A hay rake is an agricultural rake used to collect cut hay or straw into windrows for later collection (e.g. by a baler or a loader wagon). It is also designed to fluff up the hay and turn it over so that it may dry. It is also used in the evening to protect the hay from morning dew. The next day a tedder is used to spread it again, so that the hay dries more quickly.
A hay rake may be mechanized, drawn by a tractor or draft animals, or it may be a hand tool. The earliest hay rakes were nothing more than tree branches, but wooden hand rakes with wooden teeth, similar in design to a garden rake but larger, were prevalent in the 19th and early 20th centuries, and still are used in some locations around the world.
The typical early horse-drawn hay rake was a dump rake, a wide two-wheeled implement with curved steel or iron teeth usually operated from a seat mounted over the rake with a lever-operated lifting mechanism. This rake gathered cut hay into windrows by repeated operation perpendicular to the windrow, requiring the operator to raise the rake, turn around and drop the teeth to rake back and forth in order to form the windrow. In some areas, a sweep rake, which could also be a horse-drawn or tractor-mounted implement, could then be used to pick up the windrowed hay and load it onto a wagon.

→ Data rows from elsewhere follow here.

//! `MockNode` — a test double for `ExecutableNode`.
//!
//! Useful in unit and integration tests where a real node implementation is
//! either unavailable or irrelevant.

use async_trait::async_trait;
use serde_json::{json, Value};
use std::sync::{Arc, Mutex};

use crate::traits::{ExecutionContext, NodeOutput};
use crate::{ExecutableNode, NodeError};

/// Behaviour injected into `MockNode` at construction time.
pub enum MockBehaviour {
    /// Return a specific JSON value.
    ReturnValue(Value),
    /// Fail with a `Retryable` error.
    FailRetryable(String),
    /// Fail with a `Fatal` error.
    FailFatal(String),
}

/// A mock node that records every call it receives and returns a
/// programmer-specified result.
pub struct MockNode {
    /// Label used in test assertions.
    pub name: String,
    /// What the node will do when `execute` is called.
    pub behaviour: MockBehaviour,
    /// All `(config, inputs)` pairs seen by this node, in call order.
    pub calls: Arc<Mutex<Vec<(Value, Value)>>>,
}

impl MockNode {
    /// Create a mock that always succeeds with the given value.
    pub fn returning(name: impl Into<String>, value: Value) -> Self {
        Self {
            name: name.into(),
            behaviour: MockBehaviour::ReturnValue(value),
            calls: Arc::new(Mutex::new(Vec::new())),
        }
    }

    /// Create a mock that always fails with a `Fatal` error.
    pub fn failing_fatal(name: impl Into<String>, msg: impl Into<String>) -> Self {
        Self {
            name: name.into(),
            behaviour: MockBehaviour::FailFatal(msg.into()),
            calls: Arc::new(Mutex::new(Vec::new())),
        }
    }

    /// Create a mock that always fails with a `Retryable` error.
    pub fn failing_retryable(name: impl Into<String>, msg: impl Into<String>) -> Self {
        Self {
            name: name.into(),
            behaviour: MockBehaviour::FailRetryable(msg.into()),
            calls: Arc::new(Mutex::new(Vec::new())),
        }
    }

    /// Number of times this node has been executed.
    pub fn call_count(&self) -> usize {
        self.calls.lock().unwrap().len()
    }
}

#[async_trait]
impl ExecutableNode for MockNode {
    async fn execute(&self, config: &Value, inputs: &Value, _ctx: &ExecutionContext) -> Result<NodeOutput, NodeError> {
        self.calls.lock().unwrap().push((config.clone(), inputs.clone()));

        match &self.behaviour {
            MockBehaviour::ReturnValue(v) => {
                let mut out = json!({ "node": self.name });
                if let (Some(out_obj), Some(v_obj)) = (out.as_object_mut(), v.as_object()) {
                    for (k, val) in v_obj {
                        out_obj.insert(k.clone(), val.clone());
                    }
                }
                Ok(NodeOutput::ok(out))
            }
            MockBehaviour::FailRetryable(msg) => Err(NodeError::Retryable(msg.clone())),
            MockBehaviour::FailFatal(msg) => Err(NodeError::Fatal(msg.clone())),
        }
    }
}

Later, a mechanically more complicated rake was developed, known as the side delivery rake. This usually had a gear-driven or chain-driven reel mounted roughly at a 45-degree angle to the windrow, so the hay was gathered and pushed to one side of the rake as it moved across the field. A side delivery rake could be pulled longitudinally along the windrow by horses or a tractor, eliminating the laborious and inefficient process of raising, lowering, and back-and-forth raking required by a dump rake. This allowed for the continuous spiraling windrows of a classic mid-20th-century farm hayfield. Later versions of the side delivery rake used a more severe transverse angle and a higher frame system, but the basic principles of operation were the same.
Still later, a variety of wheel rakes or star wheel rakes were developed, with 5, 6, 7 or more spring-tooth encircled wheels mounted on a frame and ground driven by free-wheeling contact as the implement was pulled forward. These rakes were variously promoted as being mechanically simpler and trouble-free, gentler on the hay than a side-delivery rake, and cheaper to operate.
Currently a newer design called the rotary rake is in common use in Europe, and less frequently seen in the United States and Canada.